当作者就医服药后,症状减轻,对于后期的复发的担心,作者又去专门看了相关的专家门诊,得到相应的预防指导,从而“心头的那团迷雾散了些”。这里我想加以补充,对于痛风急性发作期治疗:文章提及的秋水仙碱、缓解疼痛药物,是急性发作期的一线用药,符合指南推荐;但未明确“急性发作期不启动降尿酸治疗(需待疼痛完全缓解1-2周后开始)”的关键时间节点,而文中冯主任“等发作平息再用非布司他/别嘌醇”的叮嘱,恰好补充了这一要点,避免了“急性期降尿酸加重疼痛”的常见错误。对于降尿酸治疗:提到的非布司他、别嘌醇是临床常用的抑制尿酸生成药物,且强调“需看肝肾底子”,呼应了指南中“用药前评估肝肾功能、个体化选择药物”的要求;同时提及“配合预防性用药防初期发作”,也准确覆盖了降尿酸治疗初期(3-6个月)易诱发急性发作的临床特点,治疗思路完整。

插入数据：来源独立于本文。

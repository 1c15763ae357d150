//! ECS resources made available to systems.
//!
//! This module groups the long-lived data injected into the ECS world and
//! accessed by systems during execution. Each submodule documents the
//! semantics and intended usage of its resource(s).
//!
//! Overview
//! - `canvas` – rendering boundary and the headless frame recorder
//! - `gameconfig` – INI-backed settings
//! - `gamestate` – authoritative and pending high-level game state
//! - `input` – bindings, listener dispatch and the raw input queue
//! - `screens` – scene state machine plus overlay stack
//! - `worldtime` – simulation time and delta
pub mod canvas;
pub mod gameconfig;
pub mod gamestate;
pub mod input;
pub mod screens;
pub mod worldtime;
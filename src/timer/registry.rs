use log::{debug, trace, warn};

use super::{Entry, Scheduler, TimerCommands, TimerHandle, TimerItem};
use crate::error::Result;

/// Ordered collection of active timer items.
///
/// Owned by whoever drives the frame loop and passed around explicitly; in
/// the demo it lives inside [`GameContext`](crate::game::GameContext).
pub struct TimerRegistry {
    items: Vec<Entry>,
    paused: bool,
    next_id: u64,
}

impl Default for TimerRegistry {
    fn default() -> Self {
        Self::new()
    }
}

impl TimerRegistry {
    pub fn new() -> Self {
        TimerRegistry {
            items: Vec::new(),
            paused: false,
            next_id: 1,
        }
    }

    /// Advance every item by `dt` seconds, in registration order.
    ///
    /// Does nothing while paused. Items flagged during the pass are pruned
    /// at its end; items scheduled from callbacks are appended after pruning
    /// and first visited by the next call.
    pub fn update(&mut self, dt: f32) {
        if self.paused {
            return;
        }
        let dt = if dt.is_finite() && dt >= 0.0 {
            dt
        } else {
            warn!("TimerRegistry::update got dt={dt}, treating as 0");
            0.0
        };

        let mut commands = TimerCommands::new(self.next_id);
        for index in 0..self.items.len() {
            let entry = &mut self.items[index];
            if entry.item.is_pending_removal() {
                continue;
            }
            entry.item.update(dt, &mut commands);

            for handle in commands.take_cancelled() {
                self.mark_cancelled(handle);
            }
        }

        self.items.retain(|entry| {
            let keep = !entry.item.is_pending_removal();
            if !keep {
                trace!("Pruned {} timer {:?}", entry.item.kind(), entry.handle);
            }
            keep
        });

        self.next_id = commands.next_id();
        self.items.extend(
            commands
                .into_scheduled()
                .into_iter()
                .filter(|entry| !entry.item.is_pending_removal()),
        );
    }

    fn mark_cancelled(&mut self, handle: TimerHandle) {
        if let Some(entry) = self.items.iter_mut().find(|e| e.handle == handle) {
            if !entry.item.is_pending_removal() {
                debug!("Cancelled {} timer {:?}", entry.item.kind(), handle);
            }
            entry.item.mark_for_removal();
        }
    }

    /// Freeze every item; `update` becomes a no-op until [`resume`](Self::resume).
    pub fn pause(&mut self) {
        self.paused = true;
    }

    pub fn resume(&mut self) {
        self.paused = false;
    }

    pub fn is_paused(&self) -> bool {
        self.paused
    }

    /// Drop every item immediately and resume.
    pub fn clear(&mut self) {
        debug!("Clearing {} timers", self.items.len());
        self.items.clear();
        self.paused = false;
    }

    /// Items in the registry, including those flagged but not yet pruned.
    pub fn len(&self) -> usize {
        self.items.len()
    }

    pub fn is_empty(&self) -> bool {
        self.items.is_empty()
    }

    /// Whether `handle` refers to an item that is registered and not flagged.
    pub fn is_active(&self, handle: TimerHandle) -> bool {
        self.get(handle)
            .is_some_and(|item| !item.is_pending_removal())
    }

    pub fn get(&self, handle: TimerHandle) -> Option<&TimerItem> {
        self.items
            .iter()
            .find(|e| e.handle == handle)
            .map(|e| &e.item)
    }
}

impl Scheduler for TimerRegistry {
    fn schedule(&mut self, item: impl Into<TimerItem>) -> Result<TimerHandle> {
        let item = item.into();
        item.validate()?;
        let handle = TimerHandle(self.next_id);
        self.next_id += 1;
        debug!(
            "Scheduled {} timer {:?} ({}s)",
            item.kind(),
            handle,
            item.duration()
        );
        self.items.push(Entry { handle, item });
        Ok(handle)
    }

    fn cancel(&mut self, handle: TimerHandle) {
        self.mark_cancelled(handle);
    }
}
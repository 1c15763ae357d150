//! Game states and the two containers that drive them.
//!
//! A [`State`] is a named mode of the game with five lifecycle hooks, all
//! optional. States are generic over a context type `C`: whatever owns the
//! container passes `&mut C` into every hook, which is how a state reaches
//! the timer registry, requests transitions or reads settings without a
//! global.
//!
//! - [`StateMachine`] holds exactly one state and replaces it on
//!   [`change`](StateMachine::change).
//! - [`StateStack`] keeps a stack; the top gets input and updates, every
//!   layer renders.
//!
//! Enter parameters are a free-form [`serde_json::Value`].
//!
//! # Example
//!
//! ```
//! use serde_json::json;
//! use stepframe::state::{State, StateMachine};
//!
//! #[derive(Default)]
//! struct Counter { entered: u32 }
//!
//! struct Title;
//! impl State<Counter> for Title {
//!     fn enter(&mut self, ctx: &mut Counter, _params: &serde_json::Value) -> stepframe::error::Result<()> {
//!         ctx.entered += 1;
//!         Ok(())
//!     }
//! }
//!
//! let mut machine = StateMachine::new().with_state("title", || Box::new(Title));
//! let mut ctx = Counter::default();
//! machine.change("title", &mut ctx, &json!({})).unwrap();
//! assert_eq!(ctx.entered, 1);
//! assert_eq!(machine.current_name(), Some("title"));
//! ```

mod machine;
mod stack;

pub use machine::StateMachine;
pub use stack::StateStack;

use serde_json::Value;

use crate::error::Result;
use crate::events::input::InputData;
use crate::resources::canvas::Canvas;

/// Lifecycle hooks of a game mode. Every hook defaults to a no-op.
pub trait State<C> {
    /// Called right after the state becomes active.
    fn enter(&mut self, _ctx: &mut C, _params: &Value) -> Result<()> {
        Ok(())
    }

    /// Called right before the state is replaced or popped.
    fn exit(&mut self, _ctx: &mut C) {}

    fn on_input(&mut self, _ctx: &mut C, _input_id: &str, _data: &InputData) {}

    fn update(&mut self, _ctx: &mut C, _dt: f32) {}

    fn render(&self, _canvas: &mut dyn Canvas) {}
}

/// Builds a fresh state each time its name is entered.
pub type StateFactory<C> = Box<dyn Fn() -> Box<dyn State<C>>>;

/// State that does nothing; what a machine holds before its first change.
#[derive(Debug, Default, Clone, Copy)]
pub struct EmptyState;

impl<C> State<C> for EmptyState {}
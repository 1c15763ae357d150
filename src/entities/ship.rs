//! The player's flying saucer.
//!
//! Input sets a movement direction; each update turns it into a constant
//! acceleration and integrates velocity with the trapezoid rule. The saucer
//! is clamped to the play area, losing its velocity along the blocked axis.

use crate::animation::{Animation, generate_frames};
use crate::error::Result;
use crate::math::{Rect, Vec2};
use crate::resources::canvas::Canvas;

pub const SHIP_TEXTURE: &str = "ufo";
pub const SHIP_WIDTH: f32 = 32.0;
pub const SHIP_HEIGHT: f32 = 16.0;
/// Acceleration in px/s² for a unit direction.
pub const SHIP_ACCELERATION: f32 = 200.0;
const THRUSTER_FRAMES: u32 = 3;
const THRUSTER_INTERVAL: f32 = 0.1;

#[derive(Debug, Clone)]
pub struct Ship {
    pub position: Vec2,
    pub velocity: Vec2,
    movement_direction: Vec2,
    size: Vec2,
    bounds: Vec2,
    thruster: Animation<Rect>,
}

impl Ship {
    /// Spawn centred on `center` inside a `bounds`-sized play area.
    pub fn new(center: Vec2, bounds: Vec2) -> Result<Self> {
        let size = Vec2::new(SHIP_WIDTH, SHIP_HEIGHT);
        let frames = generate_frames(
            SHIP_WIDTH as u32 * THRUSTER_FRAMES,
            SHIP_HEIGHT as u32,
            SHIP_WIDTH as u32,
            SHIP_HEIGHT as u32,
        );
        Ok(Ship {
            position: center - size / 2.0,
            velocity: Vec2::ZERO,
            movement_direction: Vec2::ZERO,
            size,
            bounds,
            thruster: Animation::new(frames, THRUSTER_INTERVAL, None)?,
        })
    }

    /// Set the direction to accelerate in; `(0, 0)` coasts.
    pub fn accelerate(&mut self, x: f32, y: f32) {
        self.movement_direction = Vec2::new(x, y);
    }

    pub fn movement_direction(&self) -> Vec2 {
        self.movement_direction
    }

    pub fn size(&self) -> Vec2 {
        self.size
    }

    /// Hitbox, inset from the sprite so grazing a star does not count.
    pub fn collision_rect(&self) -> Rect {
        Rect::new(
            self.position.x + 5.0,
            self.position.y + 3.0,
            self.size.x - 10.0,
            self.size.y - 6.0,
        )
    }

    pub fn update(&mut self, dt: f32) {
        if self.movement_direction.length() > 1.0 {
            self.movement_direction = self.movement_direction.normalize();
        }
        let acceleration = self.movement_direction * SHIP_ACCELERATION;
        let v0 = self.velocity;
        let v1 = v0 + acceleration * dt;
        self.position += (v0 + v1) * dt * 0.5;
        self.velocity = v1;
        self.limit_boundaries();
        self.thruster.update(dt);
    }

    fn limit_boundaries(&mut self) {
        let max = self.bounds - self.size;
        if !(0.0 < self.position.x && self.position.x < max.x) {
            self.position.x = self.position.x.clamp(0.0, max.x.max(0.0));
            self.velocity.x = 0.0;
        }
        if !(0.0 < self.position.y && self.position.y < max.y) {
            self.position.y = self.position.y.clamp(0.0, max.y.max(0.0));
            self.velocity.y = 0.0;
        }
    }

    pub fn render(&self, canvas: &mut dyn Canvas) {
        canvas.draw_sprite(SHIP_TEXTURE, Some(*self.thruster.current_frame()), self.position);
    }
}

不足与补充:文章未提及“降尿酸治疗需设定目标值(一般患者血尿酸需<360μmol/L,有痛风石者<300μmol/L)”,这是判断治疗是否达标的核心,也是长期控制痛风的关键。
当作者就诊专家后,得到了科学的建议,重拾战胜疾病的信心,“这药匣的天平终得自己掌稳。毕竟,条约签了,履约的笔还在手里。”开启了预防痛风疾病发作的措施,聚焦“饮食+生活方式”。 饮食管理:通过“鸭血粉丝汤(高嘌呤忌口)、清炖鸡汤(撇油后可吃)、江白鱼/菊花脑(低嘌呤推荐)”等南京本地食物举例,将《成人高尿酸血症与痛风食养指南》中“限制高嘌呤、选择低嘌呤、科学烹饪(去油弃汤)”的原则场景化,比单纯罗列数值更易理解;妻子“煮肉弃汤、剥鸡皮”的细节,也精准对应了“嘌呤易溶于水,肉汤/内脏嘌呤含量远高于肉本身”的医学常识。生活方式:文中“每日喝500ml白水”“规律服药(闹钟提醒)”的做法,符合指南中“每日饮水2000ml以上促进尿酸排泄”“长期规律服药是预防复发核心”的要求,且通过“中山陵玻璃杯随身带”的细节,让预防措施更具可操作性。这里我想补充的是,对于痛风的预防还需要“控制体重、避免饮酒(尤其是啤酒+白酒)、避免剧烈运动/受凉”等重要预防措施,这些因素与饮食同等重要,均是诱发痛风发作的常见诱因。
整体而言,文章对痛风的认知远超普通患者,准确把握了“诊断靠典型症状+指标、治疗靠药物控尿酸、预防靠饮食+生活”的核心逻辑,是一篇兼具个人温度与科学严谨性的科普范本。